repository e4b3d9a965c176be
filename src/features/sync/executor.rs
//! Drain executor for replaying queued operations.
//!
//! Replays the queue against the remote store oldest first, removing each
//! operation on success and recording a retry on failure. At most one drain
//! runs per `Database` handle at a time; share one handle (see
//! `storage::shared`) for process-wide single-flight.
//!
//! Delivery is at-least-once: if the process dies between a successful
//! replay and the removal, the operation is replayed again next time.

use serde_json::Value;
use tracing::{debug, info, warn};

use super::operation::{sort_chronologically, Collection, OperationKind, QueuedOperation};
use super::queue::OperationQueue;
use crate::core::Connectivity;
use crate::error::FieldlogError;

/// The remote document store that queued operations are replayed against.
#[cfg_attr(test, mockall::automock)]
pub trait RemoteStore {
    /// Apply one create, update or delete to `operation.collection`.
    ///
    /// # Errors
    ///
    /// Any error counts as a failed replay.
    fn apply(&self, operation: &QueuedOperation) -> Result<(), FieldlogError>;
}

/// Configuration for a drain.
#[derive(Debug, Clone)]
pub struct DrainConfig {
    /// Failed replays after which an operation is no longer attempted
    pub max_retries: u32,
    /// Whether to stop on the first failed replay
    pub stop_on_error: bool,
    /// Dry run mode (don't contact the remote store)
    pub dry_run: bool,
    /// Remove exhausted operations instead of leaving them queued
    pub drop_exhausted: bool,
}

impl Default for DrainConfig {
    fn default() -> Self {
        Self {
            max_retries: super::queue::DEFAULT_MAX_RETRIES,
            stop_on_error: false,
            dry_run: false,
            drop_exhausted: false,
        }
    }
}

/// What happened to one operation during a drain.
#[derive(Debug, Clone, PartialEq, Eq)]
pub enum DrainOutcome {
    /// Replayed and removed from the queue
    Applied,
    /// Replay failed; retry count incremented
    Failed(String),
    /// Not attempted (dry run, or exhausted and kept)
    Skipped,
    /// Exhausted and removed without replay
    Dropped,
}

/// Result of draining a single operation.
#[derive(Debug, Clone)]
pub struct DrainEntry {
    /// Operation ID
    pub id: String,
    /// Mutation kind
    pub kind: OperationKind,
    /// Target collection
    pub collection: Collection,
    /// What happened
    pub outcome: DrainOutcome,
}

/// Result of a whole drain.
#[derive(Debug, Default)]
pub struct DrainReport {
    /// Operations replayed successfully
    pub succeeded: usize,
    /// Operations whose replay failed
    pub failed: usize,
    /// Operations left untouched
    pub skipped: usize,
    /// Exhausted operations removed
    pub dropped: usize,
    /// Individual results, in replay order
    pub entries: Vec<DrainEntry>,
}

impl DrainReport {
    fn add(&mut self, entry: DrainEntry) {
        match entry.outcome {
            DrainOutcome::Applied => self.succeeded += 1,
            DrainOutcome::Failed(_) => self.failed += 1,
            DrainOutcome::Skipped => self.skipped += 1,
            DrainOutcome::Dropped => self.dropped += 1,
        }
        self.entries.push(entry);
    }

    /// Check if no replay failed.
    #[must_use]
    pub const fn all_succeeded(&self) -> bool {
        self.failed == 0
    }

    /// Get total operations processed.
    #[must_use]
    pub const fn total(&self) -> usize {
        self.succeeded + self.failed + self.skipped + self.dropped
    }
}

/// Replays the operation queue against a remote store.
pub struct Drainer<'a, R: RemoteStore + ?Sized> {
    remote: &'a R,
    queue: &'a OperationQueue,
    config: DrainConfig,
}

impl<'a, R: RemoteStore + ?Sized> Drainer<'a, R> {
    /// Create a drainer using the queue's retry ceiling.
    #[must_use]
    pub fn new(remote: &'a R, queue: &'a OperationQueue) -> Self {
        let config = DrainConfig {
            max_retries: queue.max_retries(),
            ..DrainConfig::default()
        };
        Self::with_config(remote, queue, config)
    }

    /// Create a drainer with custom config.
    #[must_use]
    pub const fn with_config(remote: &'a R, queue: &'a OperationQueue, config: DrainConfig) -> Self {
        Self {
            remote,
            queue,
            config,
        }
    }

    /// Replay every queued operation, oldest first.
    ///
    /// # Errors
    ///
    /// Returns `DrainInProgress` if another drain holds the store's lease, or
    /// a storage error if the queue cannot be read. A storage error partway
    /// through returns `DrainInterrupted` carrying the outcomes so far.
    pub fn drain(&self) -> Result<DrainReport, FieldlogError> {
        let db = self.queue.database();
        let Some(_lease) = db.try_lock_drain() else {
            return Err(FieldlogError::DrainInProgress);
        };

        let mut pending = self.queue.list_pending()?;
        sort_chronologically(&mut pending);

        let mut report = DrainReport::default();
        for operation in pending {
            let outcome = match self.replay(&operation) {
                Ok(outcome) => outcome,
                Err(e) => {
                    warn!(
                        id = %operation.id,
                        succeeded = report.succeeded,
                        failed = report.failed,
                        error = %e,
                        "Drain interrupted"
                    );
                    return Err(FieldlogError::DrainInterrupted {
                        report: Box::new(report),
                        source: Box::new(e),
                    });
                }
            };
            let stop = matches!(outcome, DrainOutcome::Failed(_)) && self.config.stop_on_error;

            report.add(DrainEntry {
                id: operation.id,
                kind: operation.kind,
                collection: operation.collection,
                outcome,
            });

            if stop {
                break;
            }
        }

        info!(
            succeeded = report.succeeded,
            failed = report.failed,
            skipped = report.skipped,
            dropped = report.dropped,
            "Drain finished"
        );
        Ok(report)
    }

    fn replay(&self, operation: &QueuedOperation) -> Result<DrainOutcome, FieldlogError> {
        if operation.is_exhausted(self.config.max_retries) {
            warn!(
                id = %operation.id,
                retries = operation.retries,
                "Operation exhausted its retries"
            );
            if self.config.drop_exhausted && !self.config.dry_run {
                self.queue.remove(&operation.id)?;
                return Ok(DrainOutcome::Dropped);
            }
            return Ok(DrainOutcome::Skipped);
        }

        if self.config.dry_run {
            return Ok(DrainOutcome::Skipped);
        }

        match self.remote.apply(operation) {
            Ok(()) => {
                self.queue.remove(&operation.id)?;
                debug!(id = %operation.id, "Replayed operation");
                Ok(DrainOutcome::Applied)
            }
            Err(e) => {
                let message = e.to_string();
                warn!(id = %operation.id, error = %message, "Replay failed");
                self.queue.increment_retry(&operation.id)?;
                Ok(DrainOutcome::Failed(message))
            }
        }
    }
}

/// Outcome of [`submit`].
#[derive(Debug, Clone, PartialEq, Eq)]
pub enum Submission {
    /// Written to the remote store directly
    Applied,
    /// Deferred to the queue under this ID
    Queued(String),
}

/// Write through to the remote store, falling back to the queue.
///
/// When online the remote is tried first and the operation is queued only if
/// that fails. When offline it goes straight to the queue.
///
/// # Errors
///
/// Returns a storage error if the operation had to be queued and the queue
/// rejected it.
pub fn submit<R: RemoteStore + ?Sized>(
    remote: &R,
    queue: &OperationQueue,
    connectivity: Connectivity,
    kind: OperationKind,
    collection: Collection,
    data: Value,
) -> Result<Submission, FieldlogError> {
    let operation = QueuedOperation::new(kind, collection, data);

    if connectivity.is_online() {
        match remote.apply(&operation) {
            Ok(()) => return Ok(Submission::Applied),
            Err(e) => warn!(id = %operation.id, error = %e, "Remote write failed, queueing"),
        }
    }

    queue.insert(&operation)?;
    debug!(id = %operation.id, "Deferred operation to queue");
    Ok(Submission::Queued(operation.id))
}
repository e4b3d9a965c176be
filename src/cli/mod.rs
//! Command-line interface.

pub mod args;
pub mod commands;
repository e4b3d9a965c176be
//! Path resolution for fieldlog configuration and data files.
//!
//! All fieldlog data is stored in `~/.fieldlog/`:
//! - `config.yaml` - Main configuration file
//! - `fieldlog.db` - SQLite store holding the operation queue and read cache

use std::path::PathBuf;

use crate::error::FieldlogError;

/// Paths to fieldlog configuration and data files.
#[derive(Debug, Clone)]
pub struct Paths {
    /// Root directory: `~/.fieldlog/`
    pub root: PathBuf,
    /// Config file: `~/.fieldlog/config.yaml`
    pub config_file: PathBuf,
    /// Database file: `~/.fieldlog/fieldlog.db`
    pub database: PathBuf,
}

impl Paths {
    /// Create paths based on the user's home directory.
    ///
    /// # Errors
    ///
    /// Returns an error if the home directory cannot be determined.
    pub fn new() -> Result<Self, FieldlogError> {
        let home = std::env::var("HOME").map_err(|_| {
            FieldlogError::Config("Could not determine home directory".to_string())
        })?;

        Ok(Self::with_root(PathBuf::from(home).join(".fieldlog")))
    }

    /// Create paths with a custom root directory (useful for testing).
    #[must_use]
    pub fn with_root(root: PathBuf) -> Self {
        Self {
            config_file: root.join("config.yaml"),
            database: root.join("fieldlog.db"),
            root,
        }
    }

    /// Ensure the root directory exists, creating it if necessary.
    ///
    /// # Errors
    ///
    /// Returns an error if directory creation fails.
    pub fn ensure_dirs(&self) -> Result<(), FieldlogError> {
        if !self.root.exists() {
            std::fs::create_dir_all(&self.root).map_err(|e| {
                FieldlogError::Config(format!(
                    "Failed to create directory {}: {e}",
                    self.root.display()
                ))
            })?;
        }

        Ok(())
    }
}

impl Default for Paths {
    fn default() -> Self {
        Self::new().unwrap_or_else(|_| {
            // Fallback to current directory if home cannot be determined
            Self::with_root(PathBuf::from(".fieldlog"))
        })
    }
}

#[cfg(test)]
mod tests {
    use super::*;
    use tempfile::TempDir;

    #[test]
    fn test_paths_with_root() {
        let root = PathBuf::from("/tmp/test-fieldlog");
        let paths = Paths::with_root(root.clone());

        assert_eq!(paths.root, root);
        assert_eq!(paths.config_file, root.join("config.yaml"));
        assert_eq!(paths.database, root.join("fieldlog.db"));
    }

    #[test]
    fn test_ensure_dirs() {
        let temp_dir = TempDir::new().unwrap();
        let paths = Paths::with_root(temp_dir.path().join("nested").join(".fieldlog"));

        paths.ensure_dirs().unwrap();
        assert!(paths.root.exists());

        // Second call is a no-op
        paths.ensure_dirs().unwrap();
    }
}
//! Retry policy with exponential backoff
//!
//! The policy is a plain value: the fetch layer hands it an operation and it
//! decides, per failure, whether to sleep and try again.

use std::future::Future;
use std::time::{Duration, Instant};

use tokio::time::sleep;

use crate::error::{Result, ValidationError};

/// Exponential backoff bounded by a total time budget
#[derive(Debug, Clone, PartialEq)]
pub struct RetryPolicy {
    /// Delay before the first retry
    pub initial_delay: Duration,
    /// Upper bound for a single delay
    pub max_delay: Duration,
    /// Growth factor between consecutive delays
    pub multiplier: u32,
    /// Total time after which no further attempt is started
    pub max_elapsed: Duration,
    /// Optional cap on the number of retries
    pub max_retries: Option<u32>,
}

impl Default for RetryPolicy {
    fn default() -> Self {
        Self {
            initial_delay: Duration::from_millis(500),
            max_delay: Duration::from_secs(30),
            multiplier: 2,
            max_elapsed: Duration::from_secs(300),
            max_retries: None,
        }
    }
}

impl RetryPolicy {
    /// A policy that never retries
    pub fn none() -> Self {
        Self {
            max_retries: Some(0),
            ..Self::default()
        }
    }

    /// Backoff delay before retry number `attempt` (0-based), capped at `max_delay`
    pub fn delay_for(&self, attempt: u32) -> Duration {
        let factor = self.multiplier.max(1).saturating_pow(attempt);
        self.initial_delay
            .saturating_mul(factor)
            .min(self.max_delay)
    }

    /// Whether `error` qualifies for another attempt
    pub fn is_retryable(&self, error: &ValidationError) -> bool {
        error.is_transient()
    }

    /// Decide whether to retry after `attempt` failed retries, given the time already spent
    pub fn should_retry(&self, error: &ValidationError, attempt: u32, elapsed: Duration) -> bool {
        if !self.is_retryable(error) {
            return false;
        }
        if let Some(max_retries) = self.max_retries
            && attempt >= max_retries
        {
            return false;
        }
        elapsed + self.delay_for(attempt) <= self.max_elapsed
    }

    /// Run `operation` until it succeeds, fails permanently, or the budget runs out
    pub async fn run<T, F, Fut>(&self, label: &str, mut operation: F) -> Result<T>
    where
        F: FnMut() -> Fut,
        Fut: Future<Output = Result<T>>,
    {
        let started = Instant::now();
        let mut attempt = 0;

        loop {
            match operation().await {
                Ok(value) => return Ok(value),
                Err(error) => {
                    if !self.should_retry(&error, attempt, started.elapsed()) {
                        return Err(error);
                    }

                    let delay = self.delay_for(attempt);
                    tracing::warn!(
                        location = %label,
                        attempt = attempt + 1,
                        delay_ms = delay.as_millis() as u64,
                        error = %error,
                        "Transient failure, retrying"
                    );
                    sleep(delay).await;
                    attempt += 1;
                }
            }
        }
    }
}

◇ ◇ ◇ ◇ ◇ ◇ ◇

** Task goal **
Using the data above, count every line that contains the word "join", then give the count and nothing more.

** Result for this task **
6